Your assignment:
Collect each line of the records containing the string "whole".
(Data records Opens)
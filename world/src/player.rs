//! Player state, progression and weapon loadout.

use mine_crawl_core::{Choice, ChoiceKind, EnemyId, PlayerSnapshot, Vec2};

use crate::{
    ordnance::Ordnance,
    perks::{PerkCatalog, Shooter, PICKAXE},
    registry::NodeRegistry,
};

/// Maximum health before passive bonuses.
pub const BASE_MAX_HP: u32 = 100;

const HURT_COOLDOWN: f32 = 0.8;
const MOVE_SPEED: f32 = 140.0;
const WALL_MARGIN: f32 = 8.0;
const VELOCITY_DAMPING: f32 = 6.0;
const FACING_EPSILON: f32 = 1e-4;
const XP_CURVE_BASE: f64 = 80.0;
const XP_CURVE_EXPONENT: f64 = 1.35;
const XP_CURVE_FLOOR: u32 = 20;

/// Multipliers and bonuses recomputed from passive stacks.
#[derive(Clone, Debug, PartialEq)]
pub struct DerivedStats {
    /// Multiplier applied to weapon damage.
    pub damage_multiplier: f32,
    /// Multiplier applied to weapon cooldowns.
    pub attack_cooldown_multiplier: f32,
    /// Multiplier applied to walking speed.
    pub move_speed_multiplier: f32,
    /// Multiplier applied to crystal experience.
    pub crystal_xp_multiplier: f32,
    /// Flat experience added to every crystal.
    pub flat_crystal_bonus: i32,
    /// Health regenerated per second.
    pub hp_regen_per_sec: f32,
    /// Maximum health added on top of the base.
    pub bonus_max_hp: u32,
}

impl Default for DerivedStats {
    fn default() -> Self {
        Self {
            damage_multiplier: 1.0,
            attack_cooldown_multiplier: 1.0,
            move_speed_multiplier: 1.0,
            crystal_xp_multiplier: 1.0,
            flat_crystal_bonus: 0,
            hp_regen_per_sec: 0.0,
            bonus_max_hp: 0,
        }
    }
}

/// Miner controlled by the input source.
#[derive(Clone, Debug)]
pub struct Player {
    position: Vec2,
    velocity: Vec2,
    facing: Vec2,
    hp: u32,
    max_hp: u32,
    hurt_timer: f32,
    regen_carry: f32,
    level: u32,
    current_xp: u32,
    xp_to_next: u32,
    total_xp: u32,
    stats: DerivedStats,
    keys: Vec<String>,
    weapon_levels: NodeRegistry<String, u32>,
    weapon_cooldowns: NodeRegistry<String, u32>,
    passive_stacks: NodeRegistry<String, u32>,
    anim_tick: u32,
}

impl Player {
    /// Creates a level one player holding a ready pickaxe.
    #[must_use]
    pub fn new(position: Vec2) -> Self {
        let mut weapon_levels = NodeRegistry::new();
        let mut weapon_cooldowns = NodeRegistry::new();
        let _ = weapon_levels.bind(PICKAXE.to_owned(), 1);
        let _ = weapon_cooldowns.bind(PICKAXE.to_owned(), 0);

        Self {
            position,
            velocity: Vec2::ZERO,
            facing: Vec2::new(0.0, -1.0),
            hp: BASE_MAX_HP,
            max_hp: BASE_MAX_HP,
            hurt_timer: 0.0,
            regen_carry: 0.0,
            level: 1,
            current_xp: 0,
            xp_to_next: Self::xp_for_level(1),
            total_xp: 0,
            stats: DerivedStats::default(),
            keys: Vec::new(),
            weapon_levels,
            weapon_cooldowns,
            passive_stacks: NodeRegistry::new(),
            anim_tick: 0,
        }
    }

    /// Experience required to advance past the provided level.
    #[must_use]
    pub fn xp_for_level(level: u32) -> u32 {
        let required = (XP_CURVE_BASE * f64::from(level).powf(XP_CURVE_EXPONENT)).round();
        (required as u32).max(XP_CURVE_FLOOR)
    }

    /// Room-local position.
    #[must_use]
    pub const fn position(&self) -> Vec2 {
        self.position
    }

    /// Remaining health.
    #[must_use]
    pub const fn hp(&self) -> u32 {
        self.hp
    }

    /// Maximum health.
    #[must_use]
    pub const fn max_hp(&self) -> u32 {
        self.max_hp
    }

    /// Reports whether the player still stands.
    #[must_use]
    pub const fn is_alive(&self) -> bool {
        self.hp > 0
    }

    /// Current level.
    #[must_use]
    pub const fn level(&self) -> u32 {
        self.level
    }

    /// Experience accumulated toward the next level.
    #[must_use]
    pub const fn current_xp(&self) -> u32 {
        self.current_xp
    }

    /// Experience required to reach the next level.
    #[must_use]
    pub const fn xp_to_next(&self) -> u32 {
        self.xp_to_next
    }

    /// Experience gained over the whole session.
    #[must_use]
    pub const fn total_xp(&self) -> u32 {
        self.total_xp
    }

    /// Level of a weapon, zero when not owned.
    #[must_use]
    pub fn weapon_level(&self, id: &str) -> u32 {
        self.weapon_levels.get(id).copied().unwrap_or(0)
    }

    /// Remaining cooldown of a weapon in milliseconds.
    #[must_use]
    pub fn weapon_cooldown(&self, id: &str) -> Option<u32> {
        self.weapon_cooldowns.get(id).copied()
    }

    /// Stacks of a passive, zero when not owned.
    #[must_use]
    pub fn passive_stacks(&self, id: &str) -> u32 {
        self.passive_stacks.get(id).copied().unwrap_or(0)
    }

    /// Reports whether the player owns a key.
    #[must_use]
    pub fn has_key(&self, id: &str) -> bool {
        self.keys.iter().any(|key| key == id)
    }

    /// Adds a key to the inventory, returning `false` if it was already owned.
    pub fn add_key(&mut self, id: &str) -> bool {
        if self.has_key(id) {
            return false;
        }
        self.keys.push(id.to_owned());
        true
    }

    /// Grants experience for a crystal, returning the amount gained.
    ///
    /// Every threshold crossed raises the level once.
    pub fn add_xp(&mut self, raw: u32) -> u32 {
        if raw == 0 {
            return 0;
        }
        let scaled = (raw as f32 * self.stats.crystal_xp_multiplier).round() as i64;
        let gained = (scaled + i64::from(self.stats.flat_crystal_bonus)).max(0) as u32;
        self.current_xp = self.current_xp.saturating_add(gained);
        self.total_xp = self.total_xp.saturating_add(gained);
        while self.current_xp >= self.xp_to_next {
            self.current_xp -= self.xp_to_next;
            self.level += 1;
            self.xp_to_next = Self::xp_for_level(self.level);
        }
        gained
    }

    /// Deals contact damage unless the hurt cooldown is running.
    ///
    /// Returns `true` when the damage landed.
    pub fn receive_damage(&mut self, amount: u32) -> bool {
        if !self.is_alive() || self.hurt_timer > 0.0 {
            return false;
        }
        self.hp = self.hp.saturating_sub(amount);
        self.hurt_timer = HURT_COOLDOWN;
        true
    }

    /// Adds a knockback impulse.
    pub fn apply_knockback(&mut self, impulse: Vec2) {
        self.velocity += impulse;
    }

    /// Walks according to the movement intent and updates facing.
    pub fn steer(&mut self, intent: Vec2, dt: f32, width: f32, height: f32) {
        let intent = intent.clamp(Vec2::splat(-1.0), Vec2::splat(1.0));
        let speed = MOVE_SPEED * self.stats.move_speed_multiplier;
        self.position += intent * speed * dt;
        self.clamp_into(width, height);
        if intent.length() > FACING_EPSILON {
            self.facing = intent.normalize();
        }
    }

    /// Advances timers, regeneration and knockback drift.
    pub fn advance(&mut self, dt: f32, width: f32, height: f32) {
        if !self.is_alive() {
            return;
        }
        self.hurt_timer = (self.hurt_timer - dt).max(0.0);

        if self.hp < self.max_hp && self.stats.hp_regen_per_sec > 0.0 {
            self.regen_carry += self.stats.hp_regen_per_sec * dt;
            let whole = self.regen_carry.floor();
            self.regen_carry -= whole;
            self.hp = self.hp.saturating_add(whole as u32).min(self.max_hp);
        } else {
            self.regen_carry = 0.0;
        }

        self.position += self.velocity * dt;
        self.velocity *= (1.0 - VELOCITY_DAMPING * dt).max(0.0);
        self.clamp_into(width, height);

        self.weapon_cooldowns.decay((dt * 1000.0).round() as u32);
        self.anim_tick = self.anim_tick.wrapping_add(1);
    }

    /// Applies a level-up choice.
    pub fn apply_choice(&mut self, choice: &Choice, catalog: &PerkCatalog) {
        match choice.kind {
            ChoiceKind::Weapon => {
                let next = self.weapon_level(&choice.id) + 1;
                let _ = self.weapon_levels.bind(choice.id.clone(), next);
                if !self.weapon_cooldowns.contains(choice.id.as_str()) {
                    let _ = self.weapon_cooldowns.bind(choice.id.clone(), 0);
                }
            }
            ChoiceKind::Passive => {
                let _ = self.passive_stacks.increment(choice.id.clone(), 1);
                self.recompute(catalog);
            }
        }
    }

    /// Recomputes derived stats from passive stacks.
    ///
    /// Current health grows by any increase of maximum health.
    pub fn recompute(&mut self, catalog: &PerkCatalog) {
        let mut stats = DerivedStats::default();
        for (id, stacks) in self.passive_stacks.entries() {
            if let Some(passive) = catalog.passive(id) {
                passive.apply_to(&mut stats, *stacks);
            }
        }
        let previous_max = self.max_hp;
        self.max_hp = BASE_MAX_HP.saturating_add(stats.bonus_max_hp);
        if self.max_hp > previous_max {
            self.hp = self.hp.saturating_add(self.max_hp - previous_max);
        }
        self.hp = self.hp.min(self.max_hp);
        self.stats = stats;
    }

    pub(crate) fn fire_weapons(
        &mut self,
        catalog: &PerkCatalog,
        target: Option<EnemyId>,
        orbs: usize,
        out: &mut Vec<Ordnance>,
    ) {
        let shooter = Shooter {
            position: self.position,
            facing: self.facing,
            velocity: self.velocity,
            damage_multiplier: self.stats.damage_multiplier,
            target,
            orbs,
        };
        let loadout: Vec<(String, u32)> = self
            .weapon_levels
            .entries()
            .map(|(id, level)| (id.clone(), *level))
            .collect();

        for (id, level) in loadout {
            let Some(weapon) = catalog.weapon(&id) else {
                continue;
            };
            if self.weapon_cooldown(&id).unwrap_or(0) > 0 {
                continue;
            }
            weapon.fire(level, &shooter, out);
            let cooldown = weapon.cooldown_ms(level, self.stats.attack_cooldown_multiplier);
            let _ = self.weapon_cooldowns.bind(id, cooldown);
        }
    }

    pub(crate) fn teleport(&mut self, position: Vec2) {
        self.position = position;
        self.velocity = Vec2::ZERO;
    }

    pub(crate) fn nudge(&mut self, offset: Vec2) {
        self.position += offset;
    }

    pub(crate) fn snapshot(&self) -> PlayerSnapshot {
        PlayerSnapshot {
            position: self.position,
            facing: self.facing,
            hp: self.hp,
            max_hp: self.max_hp,
            level: self.level,
            current_xp: self.current_xp,
            xp_to_next: self.xp_to_next,
            keys: self.keys.clone(),
            anim_tick: self.anim_tick,
        }
    }

    fn clamp_into(&mut self, width: f32, height: f32) {
        self.position.x = self.position.x.max(WALL_MARGIN).min(width - WALL_MARGIN);
        self.position.y = self.position.y.max(WALL_MARGIN).min(height - WALL_MARGIN);
    }
}

#[cfg(test)]
mod tests {
    use super::*;

    fn choice(kind: ChoiceKind, id: &str) -> Choice {
        Choice {
            kind,
            id: id.to_owned(),
            name: id.to_owned(),
            description: String::new(),
        }
    }

    #[test]
    fn experience_curve_matches_thresholds() {
        assert_eq!(Player::xp_for_level(1), 80);
        assert_eq!(Player::xp_for_level(2), (80.0 * 2_f64.powf(1.35)).round() as u32);
    }

    #[test]
    fn crossing_a_threshold_levels_up_once() {
        let mut player = Player::new(Vec2::new(100.0, 100.0));
        assert_eq!(player.add_xp(100), 100);
        assert_eq!(player.level(), 2);
        assert_eq!(player.current_xp(), 20);
        assert_eq!(player.xp_to_next(), Player::xp_for_level(2));
        assert_eq!(player.total_xp(), 100);
    }

    #[test]
    fn large_gains_cross_several_thresholds() {
        let mut player = Player::new(Vec2::ZERO);
        let _ = player.add_xp(80 + Player::xp_for_level(2) + 1);
        assert_eq!(player.level(), 3);
        assert_eq!(player.current_xp(), 1);
    }

    #[test]
    fn hurt_cooldown_blocks_repeated_contact() {
        let mut player = Player::new(Vec2::new(100.0, 100.0));
        assert!(player.receive_damage(10));
        assert!(!player.receive_damage(10));
        assert_eq!(player.hp(), 90);
        player.advance(0.8, 800.0, 600.0);
        assert!(player.receive_damage(10));
        assert_eq!(player.hp(), 80);
    }

    #[test]
    fn endurance_grows_current_health_once_per_stack() {
        let catalog = PerkCatalog::standard();
        let mut player = Player::new(Vec2::ZERO);
        assert!(player.receive_damage(30));
        player.apply_choice(&choice(ChoiceKind::Passive, "dwarven_endurance"), &catalog);
        assert_eq!(player.max_hp(), 120);
        assert_eq!(player.hp(), 90);

        player.recompute(&catalog);
        assert_eq!(player.hp(), 90);
    }

    #[test]
    fn regeneration_accumulates_fractions() {
        let catalog = PerkCatalog::standard();
        let mut player = Player::new(Vec2::new(100.0, 100.0));
        player.apply_choice(&choice(ChoiceKind::Passive, "hearth_regeneration"), &catalog);
        assert!(player.receive_damage(10));
        for _ in 0..6 {
            player.advance(0.25, 800.0, 600.0);
        }
        assert_eq!(player.hp(), 91);
    }

    #[test]
    fn new_weapons_start_ready() {
        let catalog = PerkCatalog::standard();
        let mut player = Player::new(Vec2::new(100.0, 100.0));
        player.apply_choice(&choice(ChoiceKind::Weapon, "lantern"), &catalog);
        assert_eq!(player.weapon_level("lantern"), 1);
        assert_eq!(player.weapon_cooldown("lantern"), Some(0));

        let mut out = Vec::new();
        player.fire_weapons(&catalog, None, 0, &mut out);
        assert_eq!(out.len(), 2);
        assert_eq!(player.weapon_cooldown(PICKAXE), Some(160));
        assert_eq!(player.weapon_cooldown("lantern"), Some(1200));

        out.clear();
        player.fire_weapons(&catalog, None, 0, &mut out);
        assert!(out.is_empty());
    }

    #[test]
    fn steering_clamps_to_room_and_updates_facing() {
        let mut player = Player::new(Vec2::new(10.0, 300.0));
        player.steer(Vec2::new(-1.0, 0.0), 1.0, 800.0, 600.0);
        assert_eq!(player.position(), Vec2::new(8.0, 300.0));
        assert_eq!(player.facing, Vec2::new(-1.0, 0.0));
    }
}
(Data records Closes)
Completed exercise:
    /// Experience gained over the whole session.
            let whole = self.regen_carry.floor();
            self.regen_carry -= whole;
            self.hp = self.hp.saturating_add(whole as u32).min(self.max_hp);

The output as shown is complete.